Vielleicht ist es wichtig, sich für den Ernstfall Pläne bereitzulegen. So ging es zumindest den Piloten in Neuburg im Jahr 2001, als zum ersten Mal in der westlichen Welt Passagierflugzeuge als fliegende Bomben von Terroristen missbraucht wurden. Die Folgen sind bekannt und läuteten ein Zeitalter neuer Terrorgefahren ein. Manfred Dittenhofers aktive Zeit war damals gerade vorbei, als die Anschläge in New York das World Trade Center in ein Trümmerfeld verwandelten.
Er war unter anderem Pilot beim Taktischen Luftwaffengeschwader 74, das in Neuburg an der Donau stationiert ist. Jenes Geschwader, das neben der Taktischen Luftwaffengruppe „Richthofen“ im niedersächsischen Wittmund eine Alarmrotte stellt, die bei untypischem Flugverhalten innerhalb von 15 Minuten in der Luft ist. Nach den Anschlägen in den USA haben sich die Piloten ihren eigenen Plan zurechtgelegt, berichtet Dittenhofer. Jeder für sich, weil auch jeder über seinen Einsatz hinaus von der Entscheidung betroffen gewesen wäre, beschreibt der ehemalige Oberstleutnant die Situation auf dem Flugplatz. Sein Plan hätte anders ausgesehen, als jener, den der Pilot Lars Koch im ARD-Film und in den Theaterstücken des Autors Ferdinand von Schirach getroffen hat. Dittenhofer hätte nicht geschossen.

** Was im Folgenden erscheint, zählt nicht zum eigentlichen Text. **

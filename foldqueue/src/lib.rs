mod actors;
pub mod config;
pub mod error;
pub mod events;
mod job;
mod runner;
mod status;
mod store;
pub mod types;

#[cfg(test)]
mod test_support;

// re-export the actor handles as if they are the queue and hub themselves.
pub use actors::broadcaster::{LogHubHandle as LogHub, Subscription};
pub use actors::coordinator::JobQueueHandle as JobQueue;
pub use actors::worker::{ContainerRunner, ContainerSpec, INPUT_PLACEHOLDER, JOB_ID_PLACEHOLDER};
pub use config::QueueConfig;
pub use error::{Error, LaunchError, Result, RuntimeFailure, StreamingFault, SubmissionError};
pub use events::{Frame, JobStatus, LineKind, TaggedLine};
pub use job::Job;
pub use runner::{LineSink, ProcessRunner, RunSink};
pub use status::{QueuedJob, StatusSnapshot};
pub use store::LogStore;
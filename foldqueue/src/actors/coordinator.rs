mod actor;
mod messages;

use self::{
    actor::JobCoordinator,
    messages::CoordinatorMessage::{self, Enqueue, GetJob, GetStatus},
};
use crate::actors::broadcaster::{LogHubHandle, Subscription};
use crate::config::QueueConfig;
use crate::error::{Error, Result};
use crate::job::Job;
use crate::runner::ProcessRunner;
use crate::status::StatusSnapshot;
use crate::types::{InputRef, JobId, LogBlob};
use std::sync::Arc;
use tokio::sync::{mpsc, oneshot};

/// A `JobQueue` which runs submitted jobs one at a time and exposes their status and logs.
///
/// This struct is actually an actor handle, the real work is done in the actor spawned by `JobQueue::spawn`,
/// but from the user perspective all that matters is that this struct provides methods for managing jobs.
/// The actor-handle abstraction allows this struct to be cloned freely in a multi-thread async context,
/// without requiring an `Arc<Mutex>` or any other means of synchronization.
#[derive(Clone)]
pub struct JobQueueHandle {
    sender: mpsc::Sender<CoordinatorMessage>,
    hub: LogHubHandle,
}

impl JobQueueHandle {
    /// Spawn a new queue, together with its log hub.
    ///
    /// Must be called from within a tokio runtime.
    pub fn spawn(config: QueueConfig, runner: Arc<dyn ProcessRunner>) -> Self {
        let config = config.clamped();
        let hub = LogHubHandle::spawn(&config);
        let (sender, receiver) = mpsc::channel(config.mailbox_capacity);
        JobCoordinator::spawn(receiver, runner, hub.clone());
        Self { sender, hub }
    }

    /// Queue a job. Returns as soon as the job is registered; it runs later.
    pub async fn enqueue(&self, input: InputRef) -> Result<JobId> {
        self.request(|response| Enqueue { input, response }).await
    }

    /// Validate a raw input reference and queue it.
    pub async fn submit(&self, raw_input: &str) -> Result<JobId> {
        let input = InputRef::parse(raw_input)?;
        self.enqueue(input).await
    }

    pub async fn status(&self) -> Result<StatusSnapshot> {
        self.request(|response| GetStatus { response }).await
    }

    pub async fn job(&self, job_id: JobId) -> Result<Job> {
        self.request(|response| GetJob { job_id, response })
            .await?
            .ok_or(Error::NotFound(job_id))
    }

    /// Attach to the unified live log channel.
    pub async fn subscribe(&self) -> Result<Subscription> {
        self.hub.subscribe().await
    }

    /// The job whose lines are currently broadcast.
    pub async fn active_stream(&self) -> Result<Option<JobId>> {
        self.hub.active_stream().await
    }

    /// Recent persisted output of a known job; empty if it has not written anything yet.
    pub async fn history(&self, job_id: JobId, byte_limit: u64) -> Result<LogBlob> {
        self.job(job_id).await?;
        self.hub.history(job_id, byte_limit).await
    }

    async fn request<T>(
        &self,
        message: impl FnOnce(oneshot::Sender<T>) -> CoordinatorMessage,
    ) -> Result<T> {
        let (tx, rx) = oneshot::channel();
        self.sender
            .send(message(tx))
            .await
            .map_err(|_| Error::QueueClosed)?;
        rx.await.map_err(|_| Error::QueueClosed)
    }
}
pub mod broadcaster;
pub mod coordinator;
pub mod worker;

Die Piloten zweifelten damals an der Rechtmäßigkeit eines Abschussbefehls. Verständlicherweise, wie die politische Diskussion im Anschluss zeigte. Erst 2005 hat die Bundesregierung das Luftsicherheitsgesetz verabschiedet, das nur ein Jahr später vom Bundesverfassungsgericht gekippt wurde. In Kurzfassung spiegelt das die Ausgangssituation des „Terror“-Stücks wider, in dem Koch seine Entscheidung in der Luft trifft: 164 Menschen mit einem gezielten Abschuss zu opfern, um Zehntausende vor einem Attentat zu retten.
Nach der Fernsehausstrahlung bekräftigte der ehemalige CDU-Verteidigungsminister Franz Josef Jung, in dessen Zeit das Luftsicherheitsgesetz fiel, dass aus seiner Sicht der Pilot in der fiktiven Geschichte richtig gehandelt habe, ja dass er ihn sogar als oberster Vorgesetzter mit einem Schießbefehl unterstützt hätte. Trotz geltenden Rechts.
Das Dilemma wird derzeit breit diskutiert. Nur wie würden sich die Alarmrotten in Neuburg und Wittmund im Ernstfall verhalten? Luftwaffen-Major Christian Schneider erklärt als Pressestabsoffizier ganz nüchtern die Situation, der sich die Piloten in Bayern und Niedersachsen im Fall der Fälle stellen müssen. Sobald der Alarmfall ausgelöst wird, sind entweder zwei Eurofighter aus Neuburg oder zwei aus Wittmund innerhalb von 15 Minuten in der Luft.
Dabei lasse sich Deutschland nicht einfach in Süd und Nord aufteilen, um das Einsatzgebiet abzustecken. Faktoren wie die Reisegeschwindigkeit des entführten Flugzeugs, Höhe und Geoverhältnisse seien ausschlaggebend, erklärt Major Schneider. Er nennt als Beispiel ein Gewitter in Franken, das dazu führen kann, dass die Eurofighter aus Wittmund nach Süddeutschland geschickt werden.
Sechs Mal ist die Alarmrotte in den vergangenen fünf Jahren ausgerückt: wegen Pilotenfehlern, randalierenden Fluggästen und technischen Fehlern. Die Kampfjets erreichen in einem Umkreis von 500 Kilometern mit Überschall alle Punkte in „einer guten halben Stunde“, erklärt der Pressestabsoffizier. Erst wird versucht, Kontakt mit dem Cockpit herzustellen, dann Warnschüsse abgegeben. Mehr passiert nicht. Den Piloten sind rechtlich die Hände gebunden. Ab diesem Zeitpunkt wären sie nur noch Begleiter.
Im Verteidigungsausschuss des Bundestags ist das Thema vom Tisch. Der CSU-Bundestagsabgeordnete Reinhard Brandl spricht von einem eindeutigen Urteil des Verfassungsgerichts. Allerdings sei die juristische Frage vom moralischen Urteil zu trennen, das man über einen Menschen trifft, der in einer Extremsituation handelt.